WHAT IS REQUIRED
Hunt through the lines below for the string "HeaderValue" and copy each one that has it.

═══ THE DATA

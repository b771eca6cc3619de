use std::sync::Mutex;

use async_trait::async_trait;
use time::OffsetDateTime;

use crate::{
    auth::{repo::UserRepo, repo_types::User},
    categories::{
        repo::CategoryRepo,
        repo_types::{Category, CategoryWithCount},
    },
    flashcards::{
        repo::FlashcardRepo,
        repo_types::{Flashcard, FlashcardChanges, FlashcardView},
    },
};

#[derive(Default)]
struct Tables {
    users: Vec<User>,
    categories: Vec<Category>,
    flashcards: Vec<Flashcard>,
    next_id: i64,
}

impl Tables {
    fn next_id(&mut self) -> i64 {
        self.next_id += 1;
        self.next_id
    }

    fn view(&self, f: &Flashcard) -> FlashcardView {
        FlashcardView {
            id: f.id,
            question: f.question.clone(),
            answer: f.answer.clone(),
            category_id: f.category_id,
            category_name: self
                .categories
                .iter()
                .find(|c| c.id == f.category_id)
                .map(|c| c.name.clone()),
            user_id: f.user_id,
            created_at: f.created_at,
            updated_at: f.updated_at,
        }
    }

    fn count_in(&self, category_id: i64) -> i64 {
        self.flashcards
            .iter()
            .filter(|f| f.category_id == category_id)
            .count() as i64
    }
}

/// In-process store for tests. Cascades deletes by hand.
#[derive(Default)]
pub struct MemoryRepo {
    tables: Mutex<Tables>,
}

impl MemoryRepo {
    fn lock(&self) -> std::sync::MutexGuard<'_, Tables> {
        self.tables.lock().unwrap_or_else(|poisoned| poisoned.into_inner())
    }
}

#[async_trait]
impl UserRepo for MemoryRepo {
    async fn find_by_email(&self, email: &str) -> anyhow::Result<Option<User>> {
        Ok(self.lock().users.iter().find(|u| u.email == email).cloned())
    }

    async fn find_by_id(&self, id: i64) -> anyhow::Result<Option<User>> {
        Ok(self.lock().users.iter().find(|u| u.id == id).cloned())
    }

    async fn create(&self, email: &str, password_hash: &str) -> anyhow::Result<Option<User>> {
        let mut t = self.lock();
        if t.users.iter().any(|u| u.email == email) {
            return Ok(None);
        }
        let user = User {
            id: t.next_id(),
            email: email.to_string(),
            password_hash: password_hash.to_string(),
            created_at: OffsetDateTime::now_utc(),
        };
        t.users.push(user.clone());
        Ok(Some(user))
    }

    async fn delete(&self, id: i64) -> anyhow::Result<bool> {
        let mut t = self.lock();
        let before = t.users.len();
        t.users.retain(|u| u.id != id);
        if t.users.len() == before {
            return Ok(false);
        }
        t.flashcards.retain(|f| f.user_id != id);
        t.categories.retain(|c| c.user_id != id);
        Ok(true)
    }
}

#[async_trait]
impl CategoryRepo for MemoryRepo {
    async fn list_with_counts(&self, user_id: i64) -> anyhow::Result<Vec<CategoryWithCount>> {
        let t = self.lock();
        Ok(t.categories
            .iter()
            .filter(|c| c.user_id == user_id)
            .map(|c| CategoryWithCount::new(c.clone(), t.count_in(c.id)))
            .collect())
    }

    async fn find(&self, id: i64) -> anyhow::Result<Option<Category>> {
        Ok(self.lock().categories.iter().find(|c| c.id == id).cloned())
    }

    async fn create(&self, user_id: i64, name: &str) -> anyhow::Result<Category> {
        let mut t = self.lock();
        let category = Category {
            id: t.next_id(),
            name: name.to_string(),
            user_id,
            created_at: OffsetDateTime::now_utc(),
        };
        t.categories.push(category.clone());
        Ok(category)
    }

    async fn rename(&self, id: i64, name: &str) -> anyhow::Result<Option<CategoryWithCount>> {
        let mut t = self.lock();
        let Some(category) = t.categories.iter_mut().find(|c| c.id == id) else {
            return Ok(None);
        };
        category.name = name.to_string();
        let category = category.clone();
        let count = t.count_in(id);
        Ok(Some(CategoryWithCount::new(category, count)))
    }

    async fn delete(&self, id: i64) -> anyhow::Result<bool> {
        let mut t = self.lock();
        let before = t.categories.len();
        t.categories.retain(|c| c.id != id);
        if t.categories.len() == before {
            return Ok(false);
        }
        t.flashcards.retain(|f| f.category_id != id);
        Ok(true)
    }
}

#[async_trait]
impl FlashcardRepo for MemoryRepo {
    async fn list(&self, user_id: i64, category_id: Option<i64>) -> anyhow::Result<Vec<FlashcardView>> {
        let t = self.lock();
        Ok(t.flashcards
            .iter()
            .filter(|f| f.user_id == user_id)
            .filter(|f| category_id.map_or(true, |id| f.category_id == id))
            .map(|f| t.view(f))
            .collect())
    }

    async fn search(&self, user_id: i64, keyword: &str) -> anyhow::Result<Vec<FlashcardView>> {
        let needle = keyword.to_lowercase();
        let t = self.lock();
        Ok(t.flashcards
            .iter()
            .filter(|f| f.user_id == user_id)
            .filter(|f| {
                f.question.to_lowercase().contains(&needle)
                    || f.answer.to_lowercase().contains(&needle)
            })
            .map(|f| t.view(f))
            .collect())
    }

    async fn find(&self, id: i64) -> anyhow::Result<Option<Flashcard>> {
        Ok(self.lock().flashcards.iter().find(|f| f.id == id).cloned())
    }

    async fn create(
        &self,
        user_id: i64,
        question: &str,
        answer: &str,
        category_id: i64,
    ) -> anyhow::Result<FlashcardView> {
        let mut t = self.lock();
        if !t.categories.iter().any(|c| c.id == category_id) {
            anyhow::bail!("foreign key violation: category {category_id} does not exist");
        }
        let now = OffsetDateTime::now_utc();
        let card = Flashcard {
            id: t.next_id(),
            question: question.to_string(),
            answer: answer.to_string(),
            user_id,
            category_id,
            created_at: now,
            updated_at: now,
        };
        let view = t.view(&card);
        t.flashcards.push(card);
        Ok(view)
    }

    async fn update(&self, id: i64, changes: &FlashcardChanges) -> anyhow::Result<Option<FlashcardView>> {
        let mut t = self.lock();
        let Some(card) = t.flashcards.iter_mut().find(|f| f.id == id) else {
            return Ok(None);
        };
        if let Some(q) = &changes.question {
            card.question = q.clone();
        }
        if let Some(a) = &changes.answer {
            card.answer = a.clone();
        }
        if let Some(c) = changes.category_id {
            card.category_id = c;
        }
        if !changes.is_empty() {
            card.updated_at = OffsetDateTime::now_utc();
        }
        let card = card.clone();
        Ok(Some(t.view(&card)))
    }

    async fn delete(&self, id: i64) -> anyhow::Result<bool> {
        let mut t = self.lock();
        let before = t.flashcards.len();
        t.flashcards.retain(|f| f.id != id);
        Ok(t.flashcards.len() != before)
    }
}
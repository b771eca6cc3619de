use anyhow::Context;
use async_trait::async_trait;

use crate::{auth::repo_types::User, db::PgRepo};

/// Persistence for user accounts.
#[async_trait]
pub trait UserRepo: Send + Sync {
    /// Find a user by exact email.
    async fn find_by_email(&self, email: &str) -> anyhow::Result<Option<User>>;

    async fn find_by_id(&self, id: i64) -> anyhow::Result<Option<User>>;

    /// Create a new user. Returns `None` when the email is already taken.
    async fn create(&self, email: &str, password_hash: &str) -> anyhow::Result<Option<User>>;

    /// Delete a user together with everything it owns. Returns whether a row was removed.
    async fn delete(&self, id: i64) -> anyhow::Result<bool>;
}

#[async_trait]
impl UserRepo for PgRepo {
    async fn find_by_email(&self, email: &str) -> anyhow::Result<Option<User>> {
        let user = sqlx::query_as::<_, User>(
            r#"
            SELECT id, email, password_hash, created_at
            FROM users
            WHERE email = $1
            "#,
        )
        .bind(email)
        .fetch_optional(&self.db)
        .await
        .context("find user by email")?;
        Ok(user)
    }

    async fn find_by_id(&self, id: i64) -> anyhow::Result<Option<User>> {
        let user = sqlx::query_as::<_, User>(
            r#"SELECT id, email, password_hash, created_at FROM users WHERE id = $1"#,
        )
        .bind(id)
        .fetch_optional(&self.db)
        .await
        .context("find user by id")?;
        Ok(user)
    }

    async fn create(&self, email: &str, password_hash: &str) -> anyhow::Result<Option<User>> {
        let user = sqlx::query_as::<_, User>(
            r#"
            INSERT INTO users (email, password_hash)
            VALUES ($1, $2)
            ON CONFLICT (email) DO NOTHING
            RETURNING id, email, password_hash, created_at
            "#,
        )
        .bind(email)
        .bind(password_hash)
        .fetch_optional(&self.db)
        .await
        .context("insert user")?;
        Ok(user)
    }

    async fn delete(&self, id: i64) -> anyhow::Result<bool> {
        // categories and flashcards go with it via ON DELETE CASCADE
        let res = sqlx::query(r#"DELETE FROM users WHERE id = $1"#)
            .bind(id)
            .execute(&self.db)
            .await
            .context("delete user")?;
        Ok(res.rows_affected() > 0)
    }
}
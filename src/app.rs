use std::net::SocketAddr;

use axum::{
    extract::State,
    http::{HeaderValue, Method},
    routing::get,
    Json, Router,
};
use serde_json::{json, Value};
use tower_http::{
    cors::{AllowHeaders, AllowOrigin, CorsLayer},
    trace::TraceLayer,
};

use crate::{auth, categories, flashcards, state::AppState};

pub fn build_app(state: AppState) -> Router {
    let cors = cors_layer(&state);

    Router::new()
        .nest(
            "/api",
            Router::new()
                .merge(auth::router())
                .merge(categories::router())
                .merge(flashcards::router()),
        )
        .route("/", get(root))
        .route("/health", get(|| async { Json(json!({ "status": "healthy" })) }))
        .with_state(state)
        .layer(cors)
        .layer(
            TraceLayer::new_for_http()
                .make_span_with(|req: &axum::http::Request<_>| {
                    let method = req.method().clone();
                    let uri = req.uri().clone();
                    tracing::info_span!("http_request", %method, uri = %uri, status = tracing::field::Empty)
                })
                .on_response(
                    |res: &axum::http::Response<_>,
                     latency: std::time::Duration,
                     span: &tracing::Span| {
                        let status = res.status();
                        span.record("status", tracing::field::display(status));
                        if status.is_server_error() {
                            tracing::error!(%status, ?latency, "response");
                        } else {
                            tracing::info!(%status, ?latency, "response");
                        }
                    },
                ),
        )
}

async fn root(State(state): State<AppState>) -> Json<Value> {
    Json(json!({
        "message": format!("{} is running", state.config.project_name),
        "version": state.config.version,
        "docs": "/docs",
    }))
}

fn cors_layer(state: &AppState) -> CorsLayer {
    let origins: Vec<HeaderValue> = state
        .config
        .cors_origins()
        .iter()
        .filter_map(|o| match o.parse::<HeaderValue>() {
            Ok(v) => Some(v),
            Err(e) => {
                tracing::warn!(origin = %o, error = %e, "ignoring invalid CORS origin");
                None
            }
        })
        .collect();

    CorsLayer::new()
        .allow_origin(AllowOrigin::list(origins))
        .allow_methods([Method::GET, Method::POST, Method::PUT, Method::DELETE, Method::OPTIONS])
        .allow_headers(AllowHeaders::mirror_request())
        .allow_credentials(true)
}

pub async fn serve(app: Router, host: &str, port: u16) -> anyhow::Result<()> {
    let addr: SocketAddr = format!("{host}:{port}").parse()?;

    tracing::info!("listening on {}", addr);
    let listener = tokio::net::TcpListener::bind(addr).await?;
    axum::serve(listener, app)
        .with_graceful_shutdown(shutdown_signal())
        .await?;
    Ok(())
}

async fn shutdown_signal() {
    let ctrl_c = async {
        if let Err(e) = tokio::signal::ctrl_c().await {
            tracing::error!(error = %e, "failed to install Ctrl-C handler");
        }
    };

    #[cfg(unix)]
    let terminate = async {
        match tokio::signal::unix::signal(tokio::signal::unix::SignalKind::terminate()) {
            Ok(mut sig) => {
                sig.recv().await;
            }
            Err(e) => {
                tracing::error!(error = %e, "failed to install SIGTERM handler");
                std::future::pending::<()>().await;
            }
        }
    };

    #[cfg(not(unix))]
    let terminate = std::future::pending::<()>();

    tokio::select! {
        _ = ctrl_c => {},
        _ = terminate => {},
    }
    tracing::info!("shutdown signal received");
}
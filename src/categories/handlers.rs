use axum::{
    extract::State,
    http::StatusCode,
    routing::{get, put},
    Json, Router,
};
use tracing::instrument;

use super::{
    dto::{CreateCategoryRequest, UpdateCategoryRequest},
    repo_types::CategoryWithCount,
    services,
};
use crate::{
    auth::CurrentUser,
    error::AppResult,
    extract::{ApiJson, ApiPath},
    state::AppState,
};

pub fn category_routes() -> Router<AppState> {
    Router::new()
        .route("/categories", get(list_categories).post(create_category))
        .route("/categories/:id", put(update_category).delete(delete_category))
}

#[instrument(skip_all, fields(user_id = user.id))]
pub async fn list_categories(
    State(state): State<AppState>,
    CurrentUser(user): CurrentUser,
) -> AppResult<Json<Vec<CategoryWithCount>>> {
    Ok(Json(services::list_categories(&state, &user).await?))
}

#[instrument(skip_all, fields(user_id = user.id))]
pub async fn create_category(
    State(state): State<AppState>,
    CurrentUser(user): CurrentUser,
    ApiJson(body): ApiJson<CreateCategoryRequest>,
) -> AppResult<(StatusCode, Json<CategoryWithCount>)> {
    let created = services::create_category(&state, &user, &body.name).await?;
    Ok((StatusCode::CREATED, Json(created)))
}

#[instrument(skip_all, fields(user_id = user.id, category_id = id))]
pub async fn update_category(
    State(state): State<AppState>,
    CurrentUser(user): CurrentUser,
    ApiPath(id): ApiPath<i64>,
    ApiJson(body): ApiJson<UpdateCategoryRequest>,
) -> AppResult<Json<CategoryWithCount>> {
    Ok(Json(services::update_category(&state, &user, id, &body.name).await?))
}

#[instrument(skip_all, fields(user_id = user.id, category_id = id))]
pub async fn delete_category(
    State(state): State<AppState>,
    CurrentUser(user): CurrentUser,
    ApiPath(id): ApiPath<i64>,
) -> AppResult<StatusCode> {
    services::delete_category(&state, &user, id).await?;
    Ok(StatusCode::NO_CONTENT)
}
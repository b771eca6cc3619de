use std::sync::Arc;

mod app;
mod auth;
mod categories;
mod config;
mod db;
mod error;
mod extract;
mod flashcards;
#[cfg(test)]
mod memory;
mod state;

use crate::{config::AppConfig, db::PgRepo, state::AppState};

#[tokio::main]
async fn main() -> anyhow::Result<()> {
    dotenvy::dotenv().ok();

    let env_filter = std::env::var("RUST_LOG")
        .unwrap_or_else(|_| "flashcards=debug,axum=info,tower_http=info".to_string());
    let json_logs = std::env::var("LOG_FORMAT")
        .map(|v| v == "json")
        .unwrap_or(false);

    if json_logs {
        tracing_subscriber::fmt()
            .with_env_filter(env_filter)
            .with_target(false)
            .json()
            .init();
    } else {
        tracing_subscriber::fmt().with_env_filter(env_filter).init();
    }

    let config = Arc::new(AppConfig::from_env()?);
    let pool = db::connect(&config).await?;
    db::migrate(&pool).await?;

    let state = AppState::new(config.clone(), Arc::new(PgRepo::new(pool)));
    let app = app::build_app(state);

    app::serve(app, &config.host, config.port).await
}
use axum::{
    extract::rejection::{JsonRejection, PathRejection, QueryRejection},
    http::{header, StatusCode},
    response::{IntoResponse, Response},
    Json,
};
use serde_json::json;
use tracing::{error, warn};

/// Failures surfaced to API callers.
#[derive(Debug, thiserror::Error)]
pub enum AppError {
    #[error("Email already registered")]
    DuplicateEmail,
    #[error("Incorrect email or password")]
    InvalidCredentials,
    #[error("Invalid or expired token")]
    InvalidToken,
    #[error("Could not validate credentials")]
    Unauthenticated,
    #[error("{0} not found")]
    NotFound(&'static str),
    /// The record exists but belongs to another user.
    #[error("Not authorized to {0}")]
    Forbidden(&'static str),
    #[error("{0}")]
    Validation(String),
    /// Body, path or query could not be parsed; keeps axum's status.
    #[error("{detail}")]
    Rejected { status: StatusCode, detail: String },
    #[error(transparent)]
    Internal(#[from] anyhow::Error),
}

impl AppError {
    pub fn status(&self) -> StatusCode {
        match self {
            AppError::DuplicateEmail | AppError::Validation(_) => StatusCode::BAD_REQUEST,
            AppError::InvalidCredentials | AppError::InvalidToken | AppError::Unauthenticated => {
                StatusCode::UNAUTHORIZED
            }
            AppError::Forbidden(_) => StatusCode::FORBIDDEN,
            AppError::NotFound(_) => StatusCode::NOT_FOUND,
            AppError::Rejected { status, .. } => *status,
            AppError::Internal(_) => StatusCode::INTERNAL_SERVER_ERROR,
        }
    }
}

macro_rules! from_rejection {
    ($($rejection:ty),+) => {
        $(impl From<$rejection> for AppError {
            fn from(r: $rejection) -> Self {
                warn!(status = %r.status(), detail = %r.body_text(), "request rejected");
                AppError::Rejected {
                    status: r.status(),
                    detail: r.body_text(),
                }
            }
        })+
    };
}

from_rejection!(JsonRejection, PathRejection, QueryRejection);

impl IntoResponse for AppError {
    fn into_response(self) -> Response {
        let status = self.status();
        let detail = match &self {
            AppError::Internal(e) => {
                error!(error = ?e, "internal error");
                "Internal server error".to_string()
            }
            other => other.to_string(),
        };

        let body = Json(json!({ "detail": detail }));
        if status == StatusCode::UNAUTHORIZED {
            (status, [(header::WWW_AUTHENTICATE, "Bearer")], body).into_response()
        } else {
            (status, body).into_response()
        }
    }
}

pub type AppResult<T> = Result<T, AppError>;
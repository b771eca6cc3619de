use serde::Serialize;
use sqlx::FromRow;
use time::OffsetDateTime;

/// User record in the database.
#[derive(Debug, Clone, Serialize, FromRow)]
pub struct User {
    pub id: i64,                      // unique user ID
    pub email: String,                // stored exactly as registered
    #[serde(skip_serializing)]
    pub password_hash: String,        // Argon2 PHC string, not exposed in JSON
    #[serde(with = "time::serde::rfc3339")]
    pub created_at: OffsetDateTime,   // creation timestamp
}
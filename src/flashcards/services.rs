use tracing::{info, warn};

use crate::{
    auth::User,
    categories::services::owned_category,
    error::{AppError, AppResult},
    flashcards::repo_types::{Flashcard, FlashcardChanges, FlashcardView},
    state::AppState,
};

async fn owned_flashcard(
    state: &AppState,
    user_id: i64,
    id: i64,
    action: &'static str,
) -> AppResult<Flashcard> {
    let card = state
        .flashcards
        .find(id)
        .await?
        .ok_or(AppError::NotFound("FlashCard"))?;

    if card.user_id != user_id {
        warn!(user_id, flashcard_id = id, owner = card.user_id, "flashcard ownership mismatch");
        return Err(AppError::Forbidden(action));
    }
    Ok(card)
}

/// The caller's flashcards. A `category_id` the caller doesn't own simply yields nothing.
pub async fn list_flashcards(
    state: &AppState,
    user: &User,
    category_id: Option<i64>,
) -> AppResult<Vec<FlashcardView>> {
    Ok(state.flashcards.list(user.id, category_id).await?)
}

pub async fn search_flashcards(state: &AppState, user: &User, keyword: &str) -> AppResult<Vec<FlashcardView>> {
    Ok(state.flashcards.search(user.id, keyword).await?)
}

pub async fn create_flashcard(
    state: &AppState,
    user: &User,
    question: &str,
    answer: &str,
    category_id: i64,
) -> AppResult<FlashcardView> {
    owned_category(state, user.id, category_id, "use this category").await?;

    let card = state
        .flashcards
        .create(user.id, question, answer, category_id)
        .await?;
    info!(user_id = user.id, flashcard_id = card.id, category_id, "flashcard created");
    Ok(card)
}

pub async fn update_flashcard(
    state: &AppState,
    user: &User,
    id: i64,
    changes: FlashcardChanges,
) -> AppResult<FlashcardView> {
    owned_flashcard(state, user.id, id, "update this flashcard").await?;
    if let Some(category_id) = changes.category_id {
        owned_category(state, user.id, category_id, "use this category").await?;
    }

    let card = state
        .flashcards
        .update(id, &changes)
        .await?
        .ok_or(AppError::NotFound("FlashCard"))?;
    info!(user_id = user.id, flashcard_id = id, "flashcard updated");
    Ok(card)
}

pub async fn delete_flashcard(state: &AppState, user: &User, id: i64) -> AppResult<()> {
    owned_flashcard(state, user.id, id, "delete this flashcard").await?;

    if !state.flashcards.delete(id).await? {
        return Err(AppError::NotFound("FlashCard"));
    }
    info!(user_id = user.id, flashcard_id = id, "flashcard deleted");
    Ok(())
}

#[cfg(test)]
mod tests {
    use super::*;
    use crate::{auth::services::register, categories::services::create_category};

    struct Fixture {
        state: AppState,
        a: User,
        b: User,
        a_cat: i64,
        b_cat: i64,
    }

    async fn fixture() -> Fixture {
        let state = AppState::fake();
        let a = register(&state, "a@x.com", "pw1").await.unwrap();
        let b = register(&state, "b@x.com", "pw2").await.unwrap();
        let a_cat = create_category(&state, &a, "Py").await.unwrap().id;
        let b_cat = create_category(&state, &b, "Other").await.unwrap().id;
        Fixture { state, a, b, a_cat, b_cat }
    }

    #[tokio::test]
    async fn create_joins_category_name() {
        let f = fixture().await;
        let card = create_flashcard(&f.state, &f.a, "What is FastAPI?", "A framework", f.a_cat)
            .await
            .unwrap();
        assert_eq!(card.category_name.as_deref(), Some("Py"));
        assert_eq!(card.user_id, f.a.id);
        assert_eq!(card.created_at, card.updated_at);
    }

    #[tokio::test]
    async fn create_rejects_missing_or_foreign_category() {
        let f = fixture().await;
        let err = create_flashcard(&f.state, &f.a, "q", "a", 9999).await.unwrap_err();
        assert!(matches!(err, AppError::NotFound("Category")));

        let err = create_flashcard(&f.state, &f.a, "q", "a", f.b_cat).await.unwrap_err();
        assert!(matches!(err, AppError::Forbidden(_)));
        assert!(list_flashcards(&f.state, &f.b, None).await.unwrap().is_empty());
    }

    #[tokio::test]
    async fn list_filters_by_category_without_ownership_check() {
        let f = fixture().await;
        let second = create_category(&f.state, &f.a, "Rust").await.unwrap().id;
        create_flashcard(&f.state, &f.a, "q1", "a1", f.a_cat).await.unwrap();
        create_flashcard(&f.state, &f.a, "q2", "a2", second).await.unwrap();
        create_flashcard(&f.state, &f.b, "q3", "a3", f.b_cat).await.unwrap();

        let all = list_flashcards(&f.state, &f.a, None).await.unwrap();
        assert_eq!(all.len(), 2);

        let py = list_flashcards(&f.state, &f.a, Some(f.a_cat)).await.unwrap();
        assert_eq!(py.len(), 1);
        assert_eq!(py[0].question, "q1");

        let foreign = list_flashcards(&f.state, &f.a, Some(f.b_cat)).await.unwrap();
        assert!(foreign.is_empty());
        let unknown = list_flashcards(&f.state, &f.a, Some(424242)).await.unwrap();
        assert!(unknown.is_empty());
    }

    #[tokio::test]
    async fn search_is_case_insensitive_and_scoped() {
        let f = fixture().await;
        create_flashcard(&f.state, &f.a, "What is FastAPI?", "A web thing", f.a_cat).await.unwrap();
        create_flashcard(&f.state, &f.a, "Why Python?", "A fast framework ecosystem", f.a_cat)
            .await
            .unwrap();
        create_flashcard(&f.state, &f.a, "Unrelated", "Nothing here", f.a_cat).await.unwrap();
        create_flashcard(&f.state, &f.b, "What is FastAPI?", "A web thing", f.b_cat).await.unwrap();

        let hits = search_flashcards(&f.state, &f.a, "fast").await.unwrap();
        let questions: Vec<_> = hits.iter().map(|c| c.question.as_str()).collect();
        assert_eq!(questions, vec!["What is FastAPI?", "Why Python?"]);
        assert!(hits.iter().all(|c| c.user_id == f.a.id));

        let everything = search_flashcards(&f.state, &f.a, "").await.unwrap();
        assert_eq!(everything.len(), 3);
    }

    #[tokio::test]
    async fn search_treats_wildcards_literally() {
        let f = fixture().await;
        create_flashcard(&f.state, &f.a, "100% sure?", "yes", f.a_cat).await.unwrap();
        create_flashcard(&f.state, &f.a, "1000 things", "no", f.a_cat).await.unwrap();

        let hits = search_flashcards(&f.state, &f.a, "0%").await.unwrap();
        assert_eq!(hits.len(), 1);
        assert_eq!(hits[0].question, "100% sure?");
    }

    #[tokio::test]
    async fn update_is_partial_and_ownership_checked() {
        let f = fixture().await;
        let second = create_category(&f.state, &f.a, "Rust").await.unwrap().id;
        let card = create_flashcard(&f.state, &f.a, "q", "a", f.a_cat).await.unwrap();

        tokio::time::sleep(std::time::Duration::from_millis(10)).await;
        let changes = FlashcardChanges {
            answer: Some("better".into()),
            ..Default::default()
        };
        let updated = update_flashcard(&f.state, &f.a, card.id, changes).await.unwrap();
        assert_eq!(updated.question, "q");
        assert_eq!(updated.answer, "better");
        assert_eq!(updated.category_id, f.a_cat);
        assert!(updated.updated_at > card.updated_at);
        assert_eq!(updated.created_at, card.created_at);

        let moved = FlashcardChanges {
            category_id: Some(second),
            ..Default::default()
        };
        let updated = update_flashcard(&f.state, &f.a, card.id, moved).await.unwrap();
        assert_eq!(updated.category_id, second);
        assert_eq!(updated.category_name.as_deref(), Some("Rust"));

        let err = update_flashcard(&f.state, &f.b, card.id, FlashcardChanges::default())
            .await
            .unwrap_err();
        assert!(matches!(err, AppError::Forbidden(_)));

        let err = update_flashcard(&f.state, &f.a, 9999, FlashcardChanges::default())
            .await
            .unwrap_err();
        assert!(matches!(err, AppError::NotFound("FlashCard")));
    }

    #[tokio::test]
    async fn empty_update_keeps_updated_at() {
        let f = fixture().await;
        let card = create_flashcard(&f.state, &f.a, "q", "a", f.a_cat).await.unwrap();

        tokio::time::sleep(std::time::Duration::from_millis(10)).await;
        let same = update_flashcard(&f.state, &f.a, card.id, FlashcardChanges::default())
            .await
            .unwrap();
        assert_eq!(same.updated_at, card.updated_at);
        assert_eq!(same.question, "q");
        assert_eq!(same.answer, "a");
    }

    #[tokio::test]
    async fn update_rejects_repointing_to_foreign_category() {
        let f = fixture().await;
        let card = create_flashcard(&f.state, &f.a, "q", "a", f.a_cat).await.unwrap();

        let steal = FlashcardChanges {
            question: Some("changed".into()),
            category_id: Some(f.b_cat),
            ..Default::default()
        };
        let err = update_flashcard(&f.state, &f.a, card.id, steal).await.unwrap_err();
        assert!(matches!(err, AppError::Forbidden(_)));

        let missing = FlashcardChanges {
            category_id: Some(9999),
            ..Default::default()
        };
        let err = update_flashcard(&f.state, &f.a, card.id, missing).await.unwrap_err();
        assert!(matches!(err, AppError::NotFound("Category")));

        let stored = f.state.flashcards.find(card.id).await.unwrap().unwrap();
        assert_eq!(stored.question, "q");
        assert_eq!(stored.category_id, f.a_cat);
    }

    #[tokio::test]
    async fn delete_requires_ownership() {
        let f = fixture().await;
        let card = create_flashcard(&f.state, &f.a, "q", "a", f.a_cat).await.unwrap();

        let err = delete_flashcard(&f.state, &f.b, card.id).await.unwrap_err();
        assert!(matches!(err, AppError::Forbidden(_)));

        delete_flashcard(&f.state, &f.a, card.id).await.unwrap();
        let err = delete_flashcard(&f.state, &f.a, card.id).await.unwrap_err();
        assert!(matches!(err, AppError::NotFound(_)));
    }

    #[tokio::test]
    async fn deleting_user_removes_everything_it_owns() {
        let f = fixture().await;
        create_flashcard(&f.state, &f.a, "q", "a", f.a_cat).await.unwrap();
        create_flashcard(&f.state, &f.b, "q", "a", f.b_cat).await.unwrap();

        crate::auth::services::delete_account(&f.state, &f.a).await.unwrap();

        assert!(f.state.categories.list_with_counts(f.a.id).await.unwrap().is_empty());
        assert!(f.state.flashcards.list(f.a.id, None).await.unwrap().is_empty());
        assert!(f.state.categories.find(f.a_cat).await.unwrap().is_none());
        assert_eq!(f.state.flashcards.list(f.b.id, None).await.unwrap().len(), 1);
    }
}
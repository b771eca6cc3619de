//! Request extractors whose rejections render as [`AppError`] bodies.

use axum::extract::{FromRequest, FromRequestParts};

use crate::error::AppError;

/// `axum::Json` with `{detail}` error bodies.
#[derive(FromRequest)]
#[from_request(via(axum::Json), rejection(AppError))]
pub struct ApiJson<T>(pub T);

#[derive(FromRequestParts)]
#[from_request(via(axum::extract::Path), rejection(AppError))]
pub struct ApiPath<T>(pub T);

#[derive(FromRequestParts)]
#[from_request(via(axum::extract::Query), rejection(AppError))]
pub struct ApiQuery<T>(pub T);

══════

OUTPUT FOR THIS TASK
    http::{HeaderValue, Method},
    let origins: Vec<HeaderValue> = state
        .filter_map(|o| match o.parse::<HeaderValue>() {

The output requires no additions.